Geriatric cancer patients present special challenges for clinicians. Few large series have been published in the last 20 years on the types of neoplasms that involve the central nervous system (CNS) in older individuals. To review types of neoplasms involving the central CNS that are currently being encountered by pathologists and neurosurgeons, we identified from our databases for the years 1992–2002, inclusive, patients 75 years or older who had symptomatic lesions requiring neurosurgical interventions. Retrospective characterization of tumors by immunohistochemistry, in situ hybridization, and fluorescence in situ hybridization was performed whenever possible and relevant to tumor type.

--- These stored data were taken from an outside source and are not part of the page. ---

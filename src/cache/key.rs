use crate::color::lut::ColorSpace;
use crate::display::surface::BitDepth;
use crate::foundation::core::{RectI, SequenceTime, ViewIndex};
use crate::geometry::mip::TextureRect;
use crate::render::pixel::DisplayChannels;
use xxhash_rust::xxh3::Xxh3;

const XXH3_SEED: u64 = 0x6d69_7076_6965_7731;

/// Exposure scalar compared and hashed by bit pattern.
#[derive(Clone, Copy, Debug, PartialEq, Eq, Hash)]
pub struct Exposure(u64);

impl Exposure {
    /// The scalar value.
    pub fn value(self) -> f64 {
        f64::from_bits(self.0)
    }
}

impl From<f64> for Exposure {
    fn from(v: f64) -> Self {
        Self(v.to_bits())
    }
}

/// Composite identity of one viewer render result.
///
/// A pure function of the render parameters: equal fields give equal keys, and any differing
/// field gives a different key.
#[derive(Clone, Copy, Debug, PartialEq, Eq, Hash)]
pub struct CacheKey {
    pub time: SequenceTime,
    /// Content hash of the upstream graph.
    pub graph_hash: u64,
    pub exposure: Exposure,
    pub color_space: ColorSpace,
    pub bit_depth: BitDepth,
    pub channels: DisplayChannels,
    pub view: ViewIndex,
    /// Region of definition of the input.
    pub rod: RectI,
    pub display_window: RectI,
    /// Rendered tile, mip level included.
    pub texture: TextureRect,
}

/// Stable 128-bit digest of a [`CacheKey`], suitable for logs and persistent storage ids.
#[derive(Clone, Copy, Debug, PartialEq, Eq, Hash)]
pub struct KeyFingerprint {
    pub hi: u64,
    pub lo: u64,
}

impl std::fmt::Display for KeyFingerprint {
    fn fmt(&self, f: &mut std::fmt::Formatter<'_>) -> std::fmt::Result {
        write!(f, "{:016x}{:016x}", self.hi, self.lo)
    }
}

impl CacheKey {
    /// Fingerprint independent of process, platform and `std` hasher seeds.
    pub fn fingerprint(&self) -> KeyFingerprint {
        let mut h = StableHasher::new();
        h.write_i64(self.time);
        h.write_u64(self.graph_hash);
        h.write_u64(self.exposure.0);
        h.write_u8(self.color_space.id());
        h.write_u8(self.bit_depth.id());
        h.write_u8(self.channels.id());
        h.write_u32(self.view);
        write_rect(&mut h, self.rod);
        write_rect(&mut h, self.display_window);
        let t = &self.texture;
        write_rect(&mut h, t.rect());
        h.write_u32(t.width);
        h.write_u32(t.height);
        h.write_u32(t.mip);
        h.finish()
    }
}

fn write_rect(h: &mut StableHasher, r: RectI) {
    for v in [r.x1, r.y1, r.x2, r.y2] {
        h.write_i32(v);
    }
}

struct StableHasher {
    inner: Xxh3,
}

impl StableHasher {
    fn new() -> Self {
        Self {
            inner: Xxh3::with_seed(XXH3_SEED),
        }
    }

    fn write_bytes(&mut self, b: &[u8]) {
        self.inner.update(b);
    }

    fn write_u8(&mut self, v: u8) {
        self.write_bytes(&[v]);
    }

    fn write_u32(&mut self, v: u32) {
        self.write_bytes(&v.to_le_bytes());
    }

    fn write_i32(&mut self, v: i32) {
        self.write_bytes(&v.to_le_bytes());
    }

    fn write_u64(&mut self, v: u64) {
        self.write_bytes(&v.to_le_bytes());
    }

    fn write_i64(&mut self, v: i64) {
        self.write_bytes(&v.to_le_bytes());
    }

    fn finish(self) -> KeyFingerprint {
        let v = self.inner.digest128();
        KeyFingerprint {
            hi: (v >> 64) as u64,
            lo: v as u64,
        }
    }
}

#[cfg(test)]
#[path = "../../tests/unit/cache/key.rs"]
mod tests;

Neurosurgical procedures (n = 125) on 119 patients were identified; 90 patients were diagnosed as having neoplasms, with clot evacuation or infections being the most frequent non-neoplastic conditions necessitating surgery. Tumor types included glioblastomas (36 patients), meningiomas (16), pituitary adenomas (12), lymphomas or other hematological malignancies (8), anaplastic gliomas (5), metastases (6), head and neck malignancies with direct intracranial extension (3), and other miscellaneous tumor types (4). Compared with older literature series, we encountered a larger number of elderly patients with CNS lymphomas and fewer who came to surgery for CNS metastatic disease. In the “older old”, glioblastomas are the most frequent symptomatic tumors necessitating surgical intervention. Glioblastomas in this aged cohort display the signature features of the small cell phenotype (62%), high cell cycle labeling indices (mean MIB-1—labeling index = 25.1%), and either amplification of epidermal growth factor receptor or gain of chromosome 7 by fluorescence in situ hybridization (93% of assessable cases).